Le yoga s’est également forgé une réputation en tant qu’entraînement doux axé sur la flexibilité, des caractéristiques moins compatibles avec les tendances fitness récentes. Ces dernières années, de plus en plus de femmes se sont tournées vers l’entraînement en force avec poids et résistance, en particulier celles confrontées à des préoccupations liées à l’âge. Bien que quiconque ait participé à un cours de vinyasa sache que les chaturangas sollicitent les triceps, le yoga n’est pas réputé pour sa capacité à développer rapidement la masse musculaire. Suzanne Davis, propriétaire d’un studio en Oregon, a expliqué qu’ajouter des cours de levée et des machines de résistance était une évidence pour sa structure. Les studios doivent payer leur loyer et s’adapter aux attentes des clients, même si cela signifie délaisser un peu le tapis de yoga.

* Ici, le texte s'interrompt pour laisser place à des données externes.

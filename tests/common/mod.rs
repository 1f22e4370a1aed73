#![allow(dead_code)]

use std::{
    io::Cursor,
    path::PathBuf,
    sync::Mutex,
};

use once_cell::sync::Lazy;
use tempfile::TempDir;
use wallet_core::{
    cli::{io::ScriptSource, output, Session},
    storage::JsonStorage,
};

/// Holds TempDir guards so temporary folders live for the duration of the test run.
static TEST_DIRS: Lazy<Mutex<Vec<TempDir>>> = Lazy::new(|| Mutex::new(Vec::new()));

/// Creates a unique directory that outlives the calling test.
pub fn temp_base() -> PathBuf {
    let temp = TempDir::new().expect("create temp dir");
    let base = temp.path().to_path_buf();
    TEST_DIRS.lock().expect("lock temp dir registry").push(temp);
    base
}

pub fn storage_in(base: &std::path::Path) -> JsonStorage {
    JsonStorage::new(base.join("wallet_data.json"), base.join("backups"), 3)
}

/// Runs a scripted session against the store in `base` and returns the console text.
pub fn run_script(base: &std::path::Path, script: &str) -> String {
    output::set_color_enabled(false);
    let input = ScriptSource::new(Cursor::new(script.to_string()));
    let mut session = Session::new(Box::new(storage_in(base)), Box::new(input), Vec::new())
        .expect("create session");
    session.run().expect("run session");
    String::from_utf8(session.console().clone()).expect("utf8 console")
}
pub mod build_info;

use std::sync::Once;

static TRACING_INIT: Once = Once::new();

const DEFAULT_DIRECTIVE: &str = "wallet_core=warn";

/// Installs the global tracing subscriber. Events go to stderr so they never
/// interleave with menu output; `RUST_LOG` overrides the default level.
pub fn init_tracing() {
    TRACING_INIT.call_once(|| {
        use tracing_subscriber::{fmt, EnvFilter};

        let filter = EnvFilter::try_from_default_env()
            .unwrap_or_else(|_| EnvFilter::new(DEFAULT_DIRECTIVE));

        fmt()
            .with_env_filter(filter)
            .with_writer(std::io::stderr)
            .with_target(false)
            .try_init()
            .ok();
    });
}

Le bien-être, quant à lui, a évolué. Simplement faire de l’exercice et bien manger ne suffit plus—le “biohacking” est devenu tendance. Certains passionnés du bien-être utilisent des moniteurs de glucose continus pour suivre en temps réel leurs pics de sucre sanguin, ainsi que des bagues en titane de 400 $ pour mesurer leur rythme cardiaque et leur sommeil REM. L’objectif : une amélioration constante de soi. Bien que beaucoup s’inscrivent à des cours de yoga pour se perfectionner, la pratique encourage souvent une approche lente et humble. Le yoga prône le lâcher-prise, le renoncement à l’ego, des valeurs qui ne s’alignent pas parfaitement avec une culture obsédée par l’optimisation. Cette évolution reflète également le mouvement pour la positivité corporelle : la volonté d’accepter nos corps a été éclipsée par le retour de la recherche effrénée de la minceur.
Il est évident que les perceptions du bien-être peuvent à nouveau évoluer. D’ailleurs, un récent rapport du Global Wellness Summit suggère que l’intérêt pour l’optimisation de chaque moment a déjà atteint un pic : “L’optimisation en soi est devenue une source de stress.” Laura Munkholm, présidente de l’application de fitness Walla, m’a confié avoir rencontré de nombreuses personnes qui ont renoncé à cette expérimentation. “Les gens commencent à discuter de ceci : Je me moque des chiffres. Je veux juste vivre bien.” En fin de compte, les chercheurs de bien-être aspirent à quelque chose de plus réparateur. Comme il se trouve, j’ai peut-être l’activité qu’ils recherchent.
Points importants à retenir
- Une baisse de popularité des studios de yoga suite à la pandémie.
- Les studios de yoga qui s’en sortent bien adaptent leur offre en intégrant d’autres pratiques comme le Pilates.
- Le yoga a évolué d’un symbole spirituel à une pratique de bien-être physique et commercial.
- Les tendances contemporaines favorisent l’entraînement en force et le biohacking, éloignant le yoga de son essor initial.
- La définition du bien-être est en constante évolution, inspirant un désir de pratiques plus réparatrices.
En réfléchissant sur ces évolutions, je me demande si le yoga peut retrouver sa place et évoluer avec les attentes de la société moderne. Peut-être que le retour à une pratique plus authentique pourrait générer un nouvel intérêt pour ce chemin intérieur, qui nous rappelle que le véritable bien-être n’implique pas seulement des chiffres, mais un équilibre entre le corps et l’esprit.